The FDA’s draft, released in August, found no cause for worry about bisphenol A, which is found in thousands of household products, including baby bottles, infant formula containers and the lining of aluminum cans.
That finding is at odds with the conclusions of the FDA’s own advisers from the National Toxicology Program. The NTP announced in September that the chemical is of some concern for effects on the development of the prostate gland and brain, and for behavioral effects in fetuses, infants and children. The NTP also found some concern for the neurodevelopment of young children, infants and fetuses. (Suzanne Rust and Meg Kissinger, Milwaukee Journal-Sentinel)
The task force was assisted in preparing their report by ICF, a consulting company whose other clients include the American Chemistry Council and the American Petroleum Institute. While neither ICF nor FDA would say what role ICF played in all this, Rust, Kissinger and their team reviewed previous ICF reports and found the substance of the task force findings in those previous products. Now several congressional committees want to see all communications between FDA and ICF. They’ll probably not get them under this administration whose idea of following the law is not to follow it, but in less than 90 days there will be a new administration. Then maybe we’ll find out more. At the moment we have to make inferences from information like this:
The newspaper reviewed the body of evidence that the task force considered. It found memos with entire sections blacked out, reviews commissioned by the American Plastics Council, an arm of the American Chemistry Council, and reviews completed by consulting firms with clients who havefinancial interests in the sale of bisphenol A.

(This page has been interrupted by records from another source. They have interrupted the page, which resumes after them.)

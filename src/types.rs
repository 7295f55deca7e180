use serde::{Deserialize, Serialize};
use std::collections::{BTreeMap, HashMap};

/// The ten GTZAN genre labels the bias table and default universe are built around
pub const GTZAN_GENRES: [&str; 10] = [
    "blues", "classical", "country", "disco", "hiphop", "jazz", "metal", "pop", "reggae", "rock",
];

/// Genre universe as owned labels, in canonical order
pub fn default_genres() -> Vec<String> {
    GTZAN_GENRES.iter().map(|g| g.to_string()).collect()
}

/// Named audio descriptors (tempo, rms_avg, mfcc1_avg, ...)
///
/// Values are never mutated in place once produced; derived vectors are built
/// with [`FeatureVector::with_scaled`].
#[derive(Debug, Clone, Default, PartialEq, Serialize, Deserialize)]
#[serde(transparent)]
pub struct FeatureVector {
    values: BTreeMap<String, f64>,
}

impl FeatureVector {
    pub fn new(values: BTreeMap<String, f64>) -> Self {
        Self { values }
    }

    pub fn get(&self, name: &str) -> Option<f64> {
        self.values.get(name).copied()
    }

    pub fn contains(&self, name: &str) -> bool {
        self.values.contains_key(name)
    }

    pub fn len(&self) -> usize {
        self.values.len()
    }

    pub fn is_empty(&self) -> bool {
        self.values.is_empty()
    }

    pub fn iter(&self) -> impl Iterator<Item = (&str, f64)> {
        self.values.iter().map(|(k, v)| (k.as_str(), *v))
    }

    /// Copy of this vector with `name` multiplied by `factor`.
    /// Returns `None` when the feature is absent.
    pub fn with_scaled(&self, name: &str, factor: f64) -> Option<Self> {
        let current = self.get(name)?;
        let mut values = self.values.clone();
        values.insert(name.to_string(), current * factor);
        Some(Self { values })
    }
}

impl<K: Into<String>> FromIterator<(K, f64)> for FeatureVector {
    fn from_iter<I: IntoIterator<Item = (K, f64)>>(iter: I) -> Self {
        Self {
            values: iter.into_iter().map(|(k, v)| (k.into(), v)).collect(),
        }
    }
}

/// Classifier output for a single feature vector
#[derive(Debug, Clone, Serialize, Deserialize)]
pub struct Prediction {
    pub genre: String,
    pub confidence_scores: HashMap<String, f64>,
}

/// Accumulated statistics for one explored root hypothesis
#[derive(Debug, Clone, PartialEq, Serialize, Deserialize)]
pub struct HypothesisStats {
    pub genre: String,
    pub visits: u64,
    pub average_reward: f64,
}

/// Final decision of a genre search
#[derive(Debug, Clone, PartialEq, Serialize, Deserialize)]
pub struct GenreSearchResult {
    pub genre: String,
    pub confidence_by_label: BTreeMap<String, f64>,
    pub iterations: usize,
    pub hypotheses: Vec<HypothesisStats>,
}

impl GenreSearchResult {
    /// Confidence for `genre`; genres that were never explored count as 0.
    pub fn confidence(&self, genre: &str) -> f64 {
        self.confidence_by_label.get(genre).copied().unwrap_or(0.0)
    }
}

#[cfg(test)]
mod tests {
    use super::*;

    #[test]
    fn test_with_scaled_leaves_original_untouched() {
        let original: FeatureVector = [("tempo", 120.0), ("rms_avg", 0.2)].into_iter().collect();
        let scaled = original.with_scaled("tempo", 0.5).unwrap();

        assert_eq!(original.get("tempo"), Some(120.0));
        assert_eq!(scaled.get("tempo"), Some(60.0));
        assert_eq!(scaled.get("rms_avg"), Some(0.2));
    }

    #[test]
    fn test_with_scaled_missing_feature() {
        let original: FeatureVector = [("tempo", 120.0)].into_iter().collect();
        assert!(original.with_scaled("mfcc1_avg", 1.2).is_none());
    }

    #[test]
    fn test_missing_confidence_is_zero() {
        let result = GenreSearchResult {
            genre: "rock".to_string(),
            confidence_by_label: [("rock".to_string(), 1.0)].into_iter().collect(),
            iterations: 1,
            hypotheses: Vec::new(),
        };
        assert_eq!(result.confidence("jazz"), 0.0);
    }
}
use super::traits::ConfigSection;
use crate::error::GenreSearchError;
use crate::types::default_genres;
use serde::{Deserialize, Serialize};
use std::collections::HashSet;

#[derive(Debug, Clone, Serialize, Deserialize)]
#[serde(default)]
pub struct SearchConfig {
    pub iterations: usize,
    pub exploration_weight: f64,
    pub genres: Vec<String>,
    pub fallback_score: f64,
    pub max_depth: usize,
    pub expansion_order: ExpansionOrder,
}

/// How the next unexpanded genre is chosen at a node
#[derive(Debug, Clone, Copy, PartialEq, Eq, Serialize, Deserialize)]
pub enum ExpansionOrder {
    /// First unexpanded label in genre-universe order
    Sequential,
    /// Uniform pick among unexpanded labels from a seeded generator
    Seeded { seed: u64 },
}

impl Default for SearchConfig {
    fn default() -> Self {
        Self {
            iterations: 50,
            exploration_weight: 1.0,
            genres: default_genres(),
            fallback_score: 0.01,
            max_depth: 1,
            expansion_order: ExpansionOrder::Sequential,
        }
    }
}

impl ConfigSection for SearchConfig {
    fn section_name() -> &'static str {
        "search"
    }

    fn validate(&self) -> Result<(), GenreSearchError> {
        if !self.exploration_weight.is_finite() || self.exploration_weight < 0.0 {
            return Err(GenreSearchError::Configuration(
                "Exploration weight must be a finite, non-negative number".to_string(),
            ));
        }
        if !(self.fallback_score > 0.0 && self.fallback_score <= 1.0) {
            return Err(GenreSearchError::Configuration(
                "Fallback score must be in (0, 1]".to_string(),
            ));
        }
        if self.max_depth == 0 {
            return Err(GenreSearchError::Configuration(
                "Max depth must be at least 1".to_string(),
            ));
        }
        validate_genres(&self.genres)
    }
}

/// A genre universe must be non-empty and free of duplicate labels
pub fn validate_genres(genres: &[String]) -> Result<(), GenreSearchError> {
    if genres.is_empty() {
        return Err(GenreSearchError::Configuration(
            "Genre universe must not be empty".to_string(),
        ));
    }
    let mut seen = HashSet::new();
    for genre in genres {
        if !seen.insert(genre.as_str()) {
            return Err(GenreSearchError::Configuration(format!(
                "Genre '{}' appears more than once",
                genre
            )));
        }
    }
    Ok(())
}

Many of these reviews of individual studies are at odds with the NTP’s reviews of the same studies.
For example, one study funded by the National Institutes of Health and the Department of Defense looked at the effects of bisphenol A on prostate development in rats.
The FDA called it “severely limited,” in contrast to the NTP’s review, which labeled it of “high utility.”

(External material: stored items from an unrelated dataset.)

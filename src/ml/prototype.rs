use super::classifier::GenreClassifier;
use crate::error::{GenreSearchError, Result};
use crate::types::{FeatureVector, Prediction};
use serde::{Deserialize, Serialize};
use std::collections::{HashMap, HashSet};
use std::path::Path;

const MIN_SCALE: f64 = 1e-9;

#[derive(Debug, Clone, Serialize, Deserialize)]
pub struct GenrePrototype {
    pub genre: String,
    pub features: FeatureVector,
}

/// Ordered prototypes, one per genre, as stored on disk
#[derive(Debug, Clone, Default, Serialize, Deserialize)]
pub struct PrototypeSet {
    pub prototypes: Vec<GenrePrototype>,
}

impl PrototypeSet {
    pub fn from_json_file<P: AsRef<Path>>(path: P) -> Result<Self> {
        let contents = std::fs::read_to_string(path)?;
        Ok(serde_json::from_str(&contents)?)
    }
}

/// Nearest-prototype classifier with softmax scores.
///
/// Distance to a prototype is the mean squared relative difference over the
/// prototype's features; scores are `softmax(-distance / temperature)`.
pub struct PrototypeClassifier {
    labels: Vec<String>,
    prototypes: Vec<FeatureVector>,
    temperature: f64,
}

impl PrototypeClassifier {
    pub fn new(set: PrototypeSet, temperature: f64) -> Result<Self> {
        if !temperature.is_finite() || temperature <= 0.0 {
            return Err(GenreSearchError::Configuration(
                "Classifier temperature must be positive".to_string(),
            ));
        }

        let mut seen = HashSet::new();
        let mut labels = Vec::with_capacity(set.prototypes.len());
        let mut prototypes = Vec::with_capacity(set.prototypes.len());
        for prototype in set.prototypes {
            if !seen.insert(prototype.genre.clone()) {
                return Err(GenreSearchError::Configuration(format!(
                    "Duplicate prototype for genre '{}'",
                    prototype.genre
                )));
            }
            if prototype.features.is_empty() {
                return Err(GenreSearchError::Configuration(format!(
                    "Prototype for genre '{}' has no features",
                    prototype.genre
                )));
            }
            labels.push(prototype.genre);
            prototypes.push(prototype.features);
        }

        Ok(Self {
            labels,
            prototypes,
            temperature,
        })
    }

    pub fn is_trained(&self) -> bool {
        !self.prototypes.is_empty()
    }

    fn distance(features: &FeatureVector, prototype: &FeatureVector) -> Result<f64> {
        let mut sum = 0.0;
        for (name, target) in prototype.iter() {
            let value = features
                .get(name)
                .ok_or_else(|| GenreSearchError::MissingFeature(name.to_string()))?;
            let scale = target.abs().max(MIN_SCALE);
            sum += ((value - target) / scale).powi(2);
        }
        Ok(sum / prototype.len() as f64)
    }
}

impl GenreClassifier for PrototypeClassifier {
    fn labels(&self) -> &[String] {
        &self.labels
    }

    fn predict(&self, features: &FeatureVector) -> Result<Prediction> {
        if !self.is_trained() {
            return Err(GenreSearchError::ModelNotTrained);
        }

        let logits = self
            .prototypes
            .iter()
            .map(|p| Self::distance(features, p).map(|d| -d / self.temperature))
            .collect::<Result<Vec<f64>>>()?;

        let max_logit = logits.iter().copied().fold(f64::NEG_INFINITY, f64::max);
        let exps: Vec<f64> = logits.iter().map(|l| (l - max_logit).exp()).collect();
        let total: f64 = exps.iter().sum();

        let mut best = 0;
        for (i, e) in exps.iter().enumerate() {
            if *e > exps[best] {
                best = i;
            }
        }

        let confidence_scores: HashMap<String, f64> = self
            .labels
            .iter()
            .zip(&exps)
            .map(|(label, e)| (label.clone(), e / total))
            .collect();

        Ok(Prediction {
            genre: self.labels[best].clone(),
            confidence_scores,
        })
    }
}
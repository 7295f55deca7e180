pub mod config;
pub mod engines;
pub mod error;
pub mod ml;
pub mod types;

pub use engines::{GenreBiasModel, GenreSearchEngine};
pub use error::{GenreSearchError, Result};
pub use types::{FeatureVector, GenreSearchResult, Prediction};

Another government-funded study, which also looked at the effects of the chemical on the prostate, again was considered of “high utility” by the NTP for its evaluation, and it was deemed “very limited” by the FDA.
Much of the science that the task force considered was 20 years old or older, including a study commissioned in 1976.
The older studies are not as sensitive as modern tests. They used high doses of the chemical and did not consider the unique effects on the endocrine system.
How does the plastics industry respond to these revelations?
A plastics industry spokeswoman defended the role of Hentges and others in shaping the FDA’s task force draft. Hentges was out of the country on Wednesday and not available for comment.
Tiffany Harrington, spokeswoman for the American Chemistry Council, said Hentges was acting appropriately in his capacity as an advocate for the plastics industry.
“We are a stakeholder just like anyone else,” Harrington said. “It’s part of the process.”
Just like anyone else? Hahahahahahaha.
Clairification added 5:03 pm ET: I have corrected mention of credit for the fine journalism here to include Meg Kissinger, Ms. Rust’s co-author. Using only the first author at the first mention was a serious oversight on our part and we are happy to correct it. It is always a pleasure to recognize excellent investigative reporting.